D’où la nécessité, comme vous le faites, de nommer avec précision cette nouvelle réalité, l’hybridation…
Jean-François Gayraud
En effet, l’irrégularité prend toujours les formes de son époque. Elle reflète un contexte stratégique dont elle est l’expression. Que ce contexte stratégique change voire mute comme c’est le cas depuis la fin du XXème siècle et cet irrégulier, gangster ou terroriste, change à son tour. Nous conservons de l’irrégulier une représentation datée : celle du Partisan. Or l’irrégulier qui lui succède à la fin de la Guerre froide demeure incompris : c’est un Hybride.
Hier donc, sous l’empire de la Guerre froide, les partisans et les bandits vivaient sur deux planètes radicalement différentes, au sein d’univers étanches. La distinction, et donc la frontière, entre le bandit et le partisan allait de soi, comportait une forme d’évidence. La guerre elle-même était une catégorie claire.
La dichotomie terrorisme-guérilla/crime organisé était censée renvoyer à une opposition d’objectifs. Le terrorisme poursuit un but politique, alors qu’une organisation criminelle ne recherche que du profit. L’un souhaite détruire ou conquérir le pouvoir à des fins divers (idéologiques, religieux, ethniques), l’autre est un prédateur économico financier (accumulation de richesses) : l’idéologie ou le profit. Autrement dit, une entité criminelle ne poursuit pas d’objectifs politiques et a contrario une entité politique ne poursuit pas d’objectifs criminels (« de droit commun »).
Non seulement les objectifs sont censés être radicalement différents (idéologie versus profit), mais les méthodes également : le monde du crime organisé, toujours dans la discrétion pour commettre ses crimes économiques, répugne à user de violences trop visibles, l’exposant à une réaction étatique.
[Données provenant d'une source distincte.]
//! Domain models for the quote collection.

use serde::{Deserialize, Serialize};

/// Filter value that selects every category.
pub const ALL_CATEGORIES: &str = "all";

/// Category assigned to every record that arrives from the remote source.
pub const SERVER_CATEGORY: &str = "Server";

/// A single quote. Records are never edited once created.
#[derive(Debug, Clone, PartialEq, Eq, Serialize, Deserialize)]
pub struct QuoteRecord {
    /// The quote itself. Merge identity is exact equality of this field.
    pub text: String,
    /// Free-form category label, compared case-sensitively.
    pub category: String,
}

impl QuoteRecord {
    /// Create a record without validation.
    #[must_use]
    pub fn new(text: impl Into<String>, category: impl Into<String>) -> Self {
        Self {
            text: text.into(),
            category: category.into(),
        }
    }

    /// Whether this record passes a category filter.
    ///
    /// `None` and [`ALL_CATEGORIES`] match everything.
    #[must_use]
    pub fn matches(&self, filter: Option<&str>) -> bool {
        match filter {
            None | Some(ALL_CATEGORIES) => true,
            Some(category) => self.category == category,
        }
    }
}

/// The default collection used when nothing has been persisted yet.
#[must_use]
pub fn seed_quotes() -> Vec<QuoteRecord> {
    vec![
        QuoteRecord::new("The only limit is your mind.", "Motivation"),
        QuoteRecord::new("Happiness depends upon ourselves.", "Philosophy"),
        QuoteRecord::new("Turn your wounds into wisdom.", "Life"),
    ]
}

/// An item from the remote list endpoint. Only the title is consumed.
#[derive(Debug, Clone, Deserialize)]
pub struct RemoteItem {
    /// Title text, used verbatim as the quote text.
    pub title: String,
}

impl RemoteItem {
    /// Map into a quote record under the server category.
    #[must_use]
    pub fn into_record(self) -> QuoteRecord {
        QuoteRecord::new(self.title, SERVER_CATEGORY)
    }
}

#[cfg(test)]
mod tests {
    use super::*;

    #[test]
    fn test_seed_has_three_distinct_categories() {
        let seed = seed_quotes();
        assert_eq!(seed.len(), 3);
        assert_eq!(seed[0].category, "Motivation");
        assert_eq!(seed[2].text, "Turn your wounds into wisdom.");
    }

    #[test]
    fn test_filter_matching() {
        let q = QuoteRecord::new("a", "Life");
        assert!(q.matches(None));
        assert!(q.matches(Some("all")));
        assert!(q.matches(Some("Life")));
        assert!(!q.matches(Some("life")));
        assert!(!q.matches(Some("Motivation")));
    }

    #[test]
    fn test_remote_item_ignores_extra_fields() {
        let items: Vec<RemoteItem> =
            serde_json::from_str(r#"[{"userId":1,"id":1,"title":"hello","body":"x"}]"#).unwrap();
        let record = items.into_iter().next().unwrap().into_record();
        assert_eq!(record, QuoteRecord::new("hello", "Server"));
    }
}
La discrétion est une sage précaution pour passer sous les radars de la vigilance des services répressifs et des médias. La violence criminelle demeure ciblée contre des adversaires, qu’elle soit pour nous irrationnelle (vendetta, vengeance) ou « rationnelle » (élimination de la concurrence), là où la violence politique peut se révéler aveugle et indiscriminée.
L’opposition paraît même irrémédiable, car le terroriste/guérillero désire un changement radical de la société, là où le bandit souhaite de la stabilité sociale et politique, pour développer une relation parasitaire et symbiotique avec l’ordre en place. Toujours selon cette conception classique de la césure entre entités terroristes et criminelles, et en croisant les paramètres argent et politique, on obtient l’équation suivante : pour le crime organisé, l’argent est un but (enrichissement) et la politique un moyen (corruption), alors que pour le groupe terroriste l’argent est un moyen (financement) et la politique un but (prise ou destruction du pouvoir).
Jacques de Saint Victor
Le beau jardin à la française des catégories étanches a disparu. Dans cette nouvelle jungle mondialisée de l’hybridité, l’exemple du Mexique, que vous décrivez dans votre livre est frappant.
C’est ainsi que nul ne sait plus comment caractériser les bien mal nommés « cartels de la drogue ». En effet, ces entités n’ont jamais été les banales ententes économiques suggérées par l’inoffensif vocable de « cartels », ni de simples gangs spécialisés dans le trafic de drogues. Ce sont autant des armées criminelles que des gangs polycriminels. Leur hybridité parfaite rend ces groupes littéralement incomparables. Ils sont tout à la fois des groupes criminels et prédateurs en raison de leurs objectifs économiques, gérés comme des entreprises multinationales ; militaires du fait de leurs moyens armés, d’une partie de leur recrutement et des tactiques utilisées ; terroristes par les campagnes d’attentats récurrentes destinées à pétrifier les populations, leurs adversaires et l’Etat ; des milices politiques ou des guérillas par leur capacité et leur volonté de contrôle territorial et social dans des logiques de gouvernement parallèle.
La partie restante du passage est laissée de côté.